I learned that telling the truth is relative to the best way you know how to tell the truth at a particular time and context.  Probably lying is closest to the truth! In science, it is dependent on the best methods, instruments and context possible at a given point in time, so truth winds up only ever being relative!  You can only be as accurate to a known measure of higher or lower accuracy.  Furthermore, you wanna know how much the truth you claim may deviate from the known truth. Circular ay!  So next time i lie to you or tell you the truth - accept that i am doing the best i can! Feel comforted! I do, takes alot of stress and responsibility away!
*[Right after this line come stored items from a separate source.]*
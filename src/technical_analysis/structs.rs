use serde::{Deserialize, Serialize};
use std::collections::VecDeque;
use tracing::debug;

use crate::aggregation::structs::TimestampMS;

/// Which extreme of the coarse bucket a pivot marks
#[derive(Debug, Clone, Copy, PartialEq, Eq, Hash, Serialize, Deserialize)]
pub enum PivotSide {
    High,
    Low,
}

impl std::fmt::Display for PivotSide {
    fn fmt(&self, f: &mut std::fmt::Formatter<'_>) -> std::fmt::Result {
        match self {
            PivotSide::High => write!(f, "High"),
            PivotSide::Low => write!(f, "Low"),
        }
    }
}

/// Confirmed local extremum of the coarse bucket series
#[derive(Debug, Clone, Copy, PartialEq, Serialize, Deserialize)]
pub struct Pivot {
    pub price: f64,
    /// Open time of the originating coarse bucket
    pub timestamp: TimestampMS,
    /// Position in the coarse history when the pivot was confirmed
    pub index: usize,
}

/// Size-bounded pool of confirmed pivots, oldest first
#[derive(Debug, Clone)]
pub struct PivotPool {
    side: PivotSide,
    pivots: VecDeque<Pivot>,
    max_size: usize,
}

impl PivotPool {
    pub fn new(side: PivotSide, max_size: usize) -> Self {
        Self {
            side,
            pivots: VecDeque::with_capacity(max_size),
            max_size,
        }
    }

    /// Append a pivot, evicting the oldest beyond the bound
    pub fn insert(&mut self, pivot: Pivot) {
        self.pivots.push_back(pivot);
        while self.pivots.len() > self.max_size {
            if let Some(evicted) = self.pivots.pop_front() {
                debug!(side = %self.side, price = evicted.price, timestamp = evicted.timestamp, "Pivot evicted from pool");
            }
        }
    }

    /// Remove the given pivots (matched by timestamp), returning how many were removed
    pub fn remove(&mut self, pivots: &[Pivot]) -> usize {
        let before = self.pivots.len();
        self.pivots
            .retain(|p| !pivots.iter().any(|r| r.timestamp == p.timestamp));
        before - self.pivots.len()
    }

    pub fn iter(&self) -> impl Iterator<Item = &Pivot> {
        self.pivots.iter()
    }

    pub fn side(&self) -> PivotSide {
        self.side
    }

    pub fn len(&self) -> usize {
        self.pivots.len()
    }

    pub fn is_empty(&self) -> bool {
        self.pivots.is_empty()
    }

    pub fn max_size(&self) -> usize {
        self.max_size
    }
}

/// Pool members crossed by a bucket extreme
#[derive(Debug, Clone, Default, PartialEq, Serialize, Deserialize)]
pub struct SweepResult {
    pub pivots: Vec<Pivot>,
    pub count: usize,
    pub min_price: Option<f64>,
    pub max_price: Option<f64>,
}

impl SweepResult {
    pub fn from_pivots(pivots: Vec<Pivot>) -> Self {
        let min_price = pivots.iter().map(|p| p.price).reduce(f64::min);
        let max_price = pivots.iter().map(|p| p.price).reduce(f64::max);
        Self {
            count: pivots.len(),
            pivots,
            min_price,
            max_price,
        }
    }

    pub fn is_empty(&self) -> bool {
        self.count == 0
    }

    /// Swept prices in ascending order
    pub fn sorted_prices(&self) -> Vec<f64> {
        let mut prices: Vec<f64> = self.pivots.iter().map(|p| p.price).collect();
        prices.sort_by(|a, b| a.partial_cmp(b).unwrap_or(std::cmp::Ordering::Equal));
        prices
    }
}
Further i learned about ways to attest to a document’s authenticity and the presumption of authenticity.  How do you know that something is what it purports to be.  Not so easy!  In the portals and case studies i examined, i discovered that scientific norms, documentation, metadata, authentication, controlled access, selection of contributors are all a part of ensuring that data are authentic and their pedigree are known.  However, not much really insures that the data you get to your desktop downloaded from the portal that has all these measures in place have not been tampered with during transmission or transfer.  The best you get is data and on a really good day they are accompanied by really good metadata.  Authenticity at best is a series of activities, it is but an interpolation.
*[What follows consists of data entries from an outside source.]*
pub mod aggregator;
pub mod structs;

pub use aggregator::{AggregatorOutput, IntervalAggregator};
pub use structs::{format_timestamp, AggregateBucket, BaseUpdate, Bucket, Seconds, TimestampMS};
use serde::{Deserialize, Serialize};

pub type TimestampMS = i64;
pub type Seconds = u64;

/// One update for the in-progress base interval, as delivered by the stream.
#[derive(Debug, Clone, PartialEq, Serialize, Deserialize)]
pub struct BaseUpdate {
    pub open_time: TimestampMS,
    pub close_time: TimestampMS,
    pub open: f64,
    pub high: f64,
    pub low: f64,
    pub close: f64,
    pub volume: f64,
    pub is_closed: bool,
}

impl BaseUpdate {
    #[allow(clippy::too_many_arguments)]
    pub fn new_from_values(
        open_time: TimestampMS,
        close_time: TimestampMS,
        open: f64,
        high: f64,
        low: f64,
        close: f64,
        volume: f64,
        is_closed: bool,
    ) -> Self {
        Self {
            open_time,
            close_time,
            open,
            high,
            low,
            close,
            volume,
            is_closed,
        }
    }
}

/// OHLCV bucket at the base granularity
#[derive(Debug, Clone, PartialEq, Serialize, Deserialize)]
pub struct Bucket {
    pub open_time: TimestampMS,
    pub close_time: TimestampMS,
    pub open: f64,
    pub high: f64,
    pub low: f64,
    pub close: f64,
    pub volume: f64,
    pub closed: bool,
}

impl Bucket {
    pub fn from_update(update: &BaseUpdate) -> Self {
        Self {
            open_time: update.open_time,
            close_time: update.close_time,
            open: update.open,
            high: update.high,
            low: update.low,
            close: update.close,
            volume: update.volume,
            closed: update.is_closed,
        }
    }

    /// Human readable UTC open time, used in logs and signal text
    pub fn open_time_utc(&self) -> String {
        format_timestamp(self.open_time)
    }
}

/// Coarse-granularity rollup of consecutive base buckets
#[derive(Debug, Clone, PartialEq, Serialize, Deserialize)]
pub struct AggregateBucket {
    /// floor(open_time / coarse window length)
    pub window_id: i64,
    /// Aligned start of the coarse window
    pub open_time: TimestampMS,
    /// Close time of the latest merged base bucket
    pub close_time: TimestampMS,
    pub open: f64,
    pub high: f64,
    pub low: f64,
    pub close: f64,
    pub volume: f64,
    /// Number of base buckets merged into this window
    pub count: u32,
}

impl AggregateBucket {
    /// Start a coarse window from its first base bucket
    pub fn start(window_id: i64, window_ms: i64, first: &Bucket) -> Self {
        Self {
            window_id,
            open_time: window_id * window_ms,
            close_time: first.close_time,
            open: first.open,
            high: first.high,
            low: first.low,
            close: first.close,
            volume: first.volume,
            count: 1,
        }
    }

    /// Merge a later base bucket of the same window
    pub fn merge(&mut self, bucket: &Bucket) {
        self.high = self.high.max(bucket.high);
        self.low = self.low.min(bucket.low);
        self.close = bucket.close;
        self.close_time = bucket.close_time;
        self.volume += bucket.volume;
        self.count += 1;
    }
}

/// Format a millisecond timestamp as `YYYY-MM-DD HH:MM:SS UTC`
pub fn format_timestamp(timestamp: TimestampMS) -> String {
    chrono::DateTime::from_timestamp_millis(timestamp)
        .unwrap_or_default()
        .format("%Y-%m-%d %H:%M:%S UTC")
        .to_string()
}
I also learned a bunch about transdisciplinarity and having to deal with heterogeneity.  At least in a superficial sense, my colleague peter can go way deeper in how to deal with heterogeneity with formal ontologies and semantic interoperability.  I merely bow to him!  Nonetheless, i am growing more and more weary about general claims to just about anything, which, well leads me to saying just about nothing really!  Down with absolutism! Up with fuzzyness! For example, this was chapter was about imparting the really important concepts of accuracy, authenticity and reliability in the sciences to archivists who will need to consider these at the time of appraisal.  Well, there is no one method fits all solution.  There are clusters of practices but no specificities. Archivists and creators will have to work together! Dang! there goes trying to transfer knowledge from the grave.  This also means that creators are entering the archives whereas before the archivist selected what got ingested.  It will be interesting to see what happens to archival objectivity in the next 20 or so years and what gets archived!  So document dear friends document!
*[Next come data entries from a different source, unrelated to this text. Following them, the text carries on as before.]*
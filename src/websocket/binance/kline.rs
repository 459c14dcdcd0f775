use serde::{Deserialize, Serialize};

use crate::aggregation::structs::BaseUpdate;
use crate::websocket::types::WebSocketError;
use super::parse_decimal;

/// Binance kline WebSocket event
#[derive(Debug, Clone, Deserialize, Serialize)]
pub struct BinanceKlineEvent {
    /// Event type - should be "kline"
    #[serde(rename = "e")]
    pub event_type: String,

    /// Event time (timestamp in milliseconds)
    #[serde(rename = "E")]
    pub event_time: i64,

    #[serde(rename = "s")]
    pub symbol: String,

    #[serde(rename = "k")]
    pub kline: BinanceKlineData,
}

/// Kline payload; fields the detector does not use are skipped
#[derive(Debug, Clone, Deserialize, Serialize)]
pub struct BinanceKlineData {
    /// Kline start time (timestamp in milliseconds)
    #[serde(rename = "t")]
    pub start_time: i64,

    /// Kline close time (timestamp in milliseconds)
    #[serde(rename = "T")]
    pub close_time: i64,

    #[serde(rename = "i")]
    pub interval: String,

    #[serde(rename = "o")]
    pub open: String,

    #[serde(rename = "c")]
    pub close: String,

    #[serde(rename = "h")]
    pub high: String,

    #[serde(rename = "l")]
    pub low: String,

    /// Base asset volume
    #[serde(rename = "v")]
    pub volume: String,

    #[serde(rename = "n", default)]
    pub number_of_trades: i64,

    /// True once the interval is complete
    #[serde(rename = "x")]
    pub is_kline_closed: bool,
}

impl BinanceKlineData {
    /// Convert to the aggregator's base-interval update
    pub fn to_base_update(&self) -> Result<BaseUpdate, WebSocketError> {
        Ok(BaseUpdate::new_from_values(
            self.start_time,
            self.close_time,
            parse_decimal("open price", &self.open)?,
            parse_decimal("high price", &self.high)?,
            parse_decimal("low price", &self.low)?,
            parse_decimal("close price", &self.close)?,
            parse_decimal("volume", &self.volume)?,
            self.is_kline_closed,
        ))
    }
}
I also learned about trust, how do you trust that what you are saying is true and that what others are saying is true.  I had a very hard time reading hundreds and hundreds of pages of surveyed data i collected with the help of some fine students, and keeping my mind as objective to the stated mission as possible.  I know what i want to see, but can i see what i need to see, what is it i am missing, am i imposing a structure and a bias and therefore only select what i comprehend or want to hear?  Each time i read each survey something new popped up, and each time i learn something i had to go back and see if i missed that concept anywhere else.  Quite frankly, i am still not sure.  I will need more robust qualitative measures to analyse the huge amount of material.  For later! 

What i like about science, it the wonderful attempts at objectivity, the acceptance that there will be a margin of error, wanting to know those limitations and the want to make decisions based on the best possible data around for the particular application at hand.  I also really appreciated the degree of collaboration and willingness to disseminate knowledge in the 32 scientific data portals i investigated and 7 case studies i examined.  This helps me understand more the about the ambivalence different sciences - social and natural - have for each other’s data.  It is very hard to get a handle on what norms and practices are robust versus another, therefore there is mistrust as there is an absence of knowledge.  In a more virulent form there is complete dismissial of much social science by hard scientists, and social scientists dispute the objectivity claims hard scientists purport to have.

Over the past 4 years of working on two really big transdisciplinary research projects, i was very priviledge to observe two fields radically change.  Cartography really changed with the introduction of google maps, web 2.0 social technologies, multimodal and multisensory technologies, wikipedia and art.  Archiving, as ancient a practice as cartography, is changing with the advent of digital technology and is just not at a point ready to absorb all that that entails.  Head archivists for example were trained on paper media, no one yet really knows how to train archivists in the digital age, and concepts such as what a record is, is being transformed with the advent of dynamic, experiential and interactive / immersive media.  Dang! How are archives going to ever catch up to even pick up all that social web stuff!  Social web folks!  Think about archiving your artifacts! A backup tape ain’t enough!  Throw out that ‘the internet will provide man’ attitude.  Make your stuff interoperable, open since the cultural artifacts you’re creating today may not be available to your kids tomorrow!  All those digital installations, one off projects, artifacts, performances and so on!  We may only have fragments of all of that if you do not deal with it today!  Think of how much science we have paid for and how little data is accessible and preserved.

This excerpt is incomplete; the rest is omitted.